Just use a normal Windows 10 install USB without Boot Camp

This is the simplest thing I could try – perhaps the Mac can just EFI boot a standard Windows 10 USB? It might be that I didn’t wait for long enough, but I got to the Windows logo and it just seemed to hang. A bit of research seemed to suggest Windows 10 just wasn’t compatible with EFI 1.1 so this just wouldn’t work.

Use a different EFI partition when installing Linux Mint

This seemed like the next best option for tri-booting: do a normal Boot Camp setup, make some extra space, and then install Mint’s bootloader to a different EFI partition on a USB stick in the hope it won’t clobber Windows. Sadly, this didn’t work, and Mint still installed the bootloader to the internal drive, even though I told it not to!

This is rather worrying to me, that the installer completely ignored what I told it to do. If it was even slightly reproducible I’d definitely report it, but I think it’s going to be hard to make this happen again. Maybe when I have a spare few hours I’ll try in a VM.

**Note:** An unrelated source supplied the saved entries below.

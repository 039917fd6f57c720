//! Windowed-sinc low-pass FIR design.
//!
//! The designer produces an ideal sinc response shaped by a Kaiser window
//! (beta derived from the attenuation target via piecewise closed-form
//! fits) or a Dolph-Chebyshev window for equal-ripple stop-bands. Tap
//! counts may be chosen automatically from the attenuation and transition
//! width, optionally rounded to a polyphase-branch multiple.

use std::f64::consts::PI;

use log::debug;

use crate::error::RateError;

/// Ceiling on automatically chosen tap counts.
const MAX_AUTO_TAPS: usize = 32767;

/// Zeroth-order modified Bessel function of the first kind, by series
/// expansion.
pub fn bessel_i0(x: f64) -> f64 {
    let mut term = 1.0;
    let mut sum = 1.0;
    let x2 = x / 2.0;
    let mut i = 1;
    loop {
        let y = x2 / i as f64;
        i += 1;
        term *= y * y;
        let last = sum;
        sum += term;
        if sum == last {
            return sum;
        }
    }
}

fn range_limit(x: i64, lo: i64, hi: i64) -> i64 {
    x.max(lo).min(hi)
}

/// Kaiser window beta for a stop-band attenuation (dB) and transition
/// bandwidth (fraction of Fc).
///
/// Above 60 dB the closed form under-performs, so a table of cubic fits
/// selected by transition width is interpolated instead. The fit constants
/// are calibrated, not derived; treat them as normative.
pub fn kaiser_beta(att: f64, tr_bw: f64) -> f64 {
    if att >= 60.0 {
        #[rustfmt::skip]
        const COEFS: [[f64; 4]; 10] = [
            [-6.784957e-10, 1.02856e-05,  0.1087556, -0.8988365 + 0.001],
            [-6.897885e-10, 1.027433e-05, 0.10876,   -0.8994658 + 0.002],
            [-1.000683e-09, 1.030092e-05, 0.1087677, -0.9007898 + 0.003],
            [-3.654474e-10, 1.040631e-05, 0.1087085, -0.8977766 + 0.006],
            [8.106988e-09,  6.983091e-06, 0.1091387, -0.9172048 + 0.015],
            [9.519571e-09,  7.272678e-06, 0.1090068, -0.9140768 + 0.025],
            [-5.626821e-09, 1.342186e-05, 0.1083999, -0.9065452 + 0.05],
            [-9.965946e-08, 5.073548e-05, 0.1040967, -0.7672778 + 0.085],
            [1.604808e-07,  -5.856462e-05, 0.1185998, -1.34824   + 0.1],
            [-1.511964e-07, 6.363034e-05, 0.1064627, -0.9876665 + 0.18],
        ];
        let realm = (tr_bw / 0.0005).ln() / 2f64.ln();
        let i0 = range_limit(realm as i64, 0, COEFS.len() as i64 - 1) as usize;
        let i1 = range_limit(1 + realm as i64, 0, COEFS.len() as i64 - 1) as usize;
        let eval = |c: &[f64; 4]| ((c[0] * att + c[1]) * att + c[2]) * att + c[3];
        let b0 = eval(&COEFS[i0]);
        let b1 = eval(&COEFS[i1]);
        return b0 + (b1 - b0) * (realm - realm.trunc());
    }
    if att > 50.0 {
        return 0.1102 * (att - 8.7);
    }
    if att > 20.96 {
        return 0.58417 * (att - 20.96).powf(0.4) + 0.07886 * (att - 20.96);
    }
    0.0
}

/// Estimates Kaiser beta (if negative) and tap count (if zero) for the
/// attenuation, cutoff, and transition width.
pub fn kaiser_params(att: f64, fc: f64, tr_bw: f64, beta: &mut f64, num_taps: &mut usize) {
    if *beta < 0.0 {
        *beta = kaiser_beta(att, tr_bw * 0.5 / fc);
    }
    let att = if att < 60.0 {
        (att - 7.95) / (2.285 * PI * 2.0)
    } else {
        ((0.0007528358 - 1.577737e-05 * *beta) * *beta + 0.6248022) * *beta + 0.06186902
    };
    if *num_taps == 0 {
        *num_taps = ((att / tr_bw + 1.0).ceil() as usize).min(MAX_AUTO_TAPS);
    }
}

/// Builds a Kaiser-windowed sinc low-pass.
///
/// `fc` is the cutoff as a fraction of Nyquist, `scale` a linear gain
/// (polyphase branch count), `rho` a window-edge tweak. Taps are
/// DC-normalized only when `dc_norm` is set.
pub fn make_lpf(num_taps: usize, fc: f64, beta: f64, rho: f64, scale: f64, dc_norm: bool) -> Vec<f64> {
    let m = num_taps - 1;
    let mut h = vec![0.0; num_taps];
    let mut sum = 0.0;
    let mult = scale / bessel_i0(beta);
    let mult1 = 1.0 / (0.5 * m as f64 + rho);
    debug!(
        "make_lpf(n={} Fc={:.7} beta={} rho={} dc-norm={} scale={})",
        num_taps, fc, beta, rho, dc_norm, scale
    );

    for i in 0..=m / 2 {
        let z = i as f64 - 0.5 * m as f64;
        let x = z * PI;
        let y = z * mult1;
        h[i] = if x != 0.0 { (fc * x).sin() / x } else { fc };
        h[i] *= bessel_i0(beta * (1.0 - y * y).sqrt()) * mult;
        sum += h[i];
        if m - i != i {
            h[m - i] = h[i];
            sum += h[i];
        }
    }
    if dc_norm {
        for t in h.iter_mut() {
            *t *= scale / sum;
        }
    }
    h
}

/// Applies a Dolph-Chebyshev window with the given stop-band attenuation
/// (dB) to `h` in place. Equal-ripple stop-band; sharper transition than
/// Kaiser at equal tap count.
pub fn apply_dolph(h: &mut [f64], att: f64) {
    let n = h.len();
    let edge = ((10f64.powf(att / 20.0)).acosh() / (n as f64 - 1.0)).cosh();
    let c = 1.0 - 1.0 / (edge * edge);
    let mut norm = 0.0;
    for i in (0..=(n - 1) / 2).rev() {
        let mut sum = if i == 0 { 1.0 } else { 0.0 };
        let mut b = 1.0;
        let mut t = 1.0;
        let mut j = 1usize;
        while j <= i && sum != t {
            t = sum;
            b *= c * (n - i - j) as f64 / j as f64;
            sum += b;
            b *= (i - j) as f64 / j as f64;
            j += 1;
        }
        sum /= (n - 1 - i) as f64;
        if norm == 0.0 {
            norm = sum;
        }
        sum /= norm;
        h[i] *= sum;
        h[n - 1 - i] *= sum;
    }
}

/// Window family for [`design_lpf`].
#[derive(Debug, Clone, Copy, PartialEq)]
pub enum Window {
    /// Kaiser window; beta derived from the attenuation unless given.
    Kaiser { beta: Option<f64> },
    /// Dolph-Chebyshev window at the given attenuation.
    Dolph,
}

impl Default for Window {
    fn default() -> Self {
        Window::Kaiser { beta: None }
    }
}

/// Tap-count constraint for [`design_lpf`]: either a polyphase branch
/// count the taps must divide into, or a modulus the count must satisfy.
#[derive(Debug, Clone, Copy)]
pub enum TapRounding {
    /// `num_taps / phases * phases + phases - 1` (polyphase banks).
    Phases(usize),
    /// `num_taps ≡ 1 (mod m)` (DFT-stage alignment).
    Multiple(usize),
}

/// Designs a low-pass FIR.
///
/// `fp`/`fs` are the pass-band and stop-band edges, `f_nyq` the Nyquist
/// reference they are expressed against, `att` the stop-band attenuation
/// in dB. `num_taps` of zero selects automatic estimation (clamped to
/// 32767 taps).
///
/// # Errors
/// Fails with [`RateError::CutoffAboveNyquist`] when the band edges leave
/// no realizable cutoff below Nyquist.
pub fn design_lpf(
    fp: f64,
    fs: f64,
    f_nyq: f64,
    att: f64,
    num_taps: usize,
    rounding: TapRounding,
    window: Window,
) -> Result<Vec<f64>, RateError> {
    let (n, fc, beta, rho, phases) = lpf_params(fp, fs, f_nyq, att, num_taps, rounding, window)?;
    let h = match window {
        Window::Kaiser { .. } => make_lpf(n, fc, beta, rho, phases as f64, false),
        Window::Dolph => {
            let mut h = make_lpf(n, fc, 0.0, rho, phases as f64, false);
            apply_dolph(&mut h, att);
            h
        }
    };
    Ok(h)
}

/// Estimates the tap count [`design_lpf`] would choose, without building
/// the filter.
pub fn lpf_tap_count(
    fp: f64,
    fs: f64,
    f_nyq: f64,
    att: f64,
    rounding: TapRounding,
) -> Result<usize, RateError> {
    let (n, ..) = lpf_params(fp, fs, f_nyq, att, 0, rounding, Window::default())?;
    Ok(n)
}

#[allow(clippy::type_complexity)]
fn lpf_params(
    fp: f64,
    fs: f64,
    f_nyq: f64,
    att: f64,
    num_taps: usize,
    rounding: TapRounding,
    window: Window,
) -> Result<(usize, f64, f64, f64, usize), RateError> {
    let (phases, modulo) = match rounding {
        TapRounding::Phases(p) => (p.max(1), 1),
        TapRounding::Multiple(m) => (1, m.max(1)),
    };
    let rho = if phases == 1 {
        0.5
    } else if att < 120.0 {
        0.63
    } else {
        0.75
    };
    // Normalize to Fn = 1.
    let fp = fp / f_nyq.abs();
    let mut fs = fs / f_nyq.abs();
    if fp <= 0.0 || fs <= fp || fp >= 1.0 {
        return Err(RateError::CutoffAboveNyquist {
            passband: fp,
            nyquist: 1.0,
        });
    }
    let mut tr_bw = 0.5 * (fs - fp); // 6 dB to stop point
    tr_bw /= phases as f64;
    fs /= phases as f64;
    tr_bw = tr_bw.min(0.5 * fs);
    let fc = fs - tr_bw;
    if fc - tr_bw < 0.0 {
        return Err(RateError::CutoffAboveNyquist {
            passband: fp,
            nyquist: 1.0,
        });
    }

    let mut beta = match window {
        Window::Kaiser { beta: Some(b) } => b,
        _ => -1.0,
    };
    let mut n = num_taps;
    kaiser_params(att, fc, tr_bw, &mut beta, &mut n);
    if num_taps == 0 {
        n = if phases > 1 {
            n / phases * phases + phases - 1
        } else {
            (n + modulo - 2) / modulo * modulo + 1
        };
        n = n.min(MAX_AUTO_TAPS);
    }
    Ok((n, fc, beta, rho, phases))
}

Note: I suspect I made the mistake of creating disk partitions on Linux, which probably messed up the Protective MBR that Boot Camp made, so Windows didn’t know how to boot anymore. If you want to know what a Protective MBR is, read this particle by Rod Smith: https://www.rodsbooks.com/gdisk/hybrid.html.

Install Linux in BIOS/CSM mode as well

I really thought I’d cracked it at this point. However, there is one problem: there doesn’t seem to be a way to ask an Intel Mac to boot in BIOS/CSM mode!

On most PCs, you can press F12/Del/whatever your boot menu key is on startup, and manually boot a drive in CSM/BIOS mode. Failing that, you might be able to put the whole firmware in CSM mode for all boots.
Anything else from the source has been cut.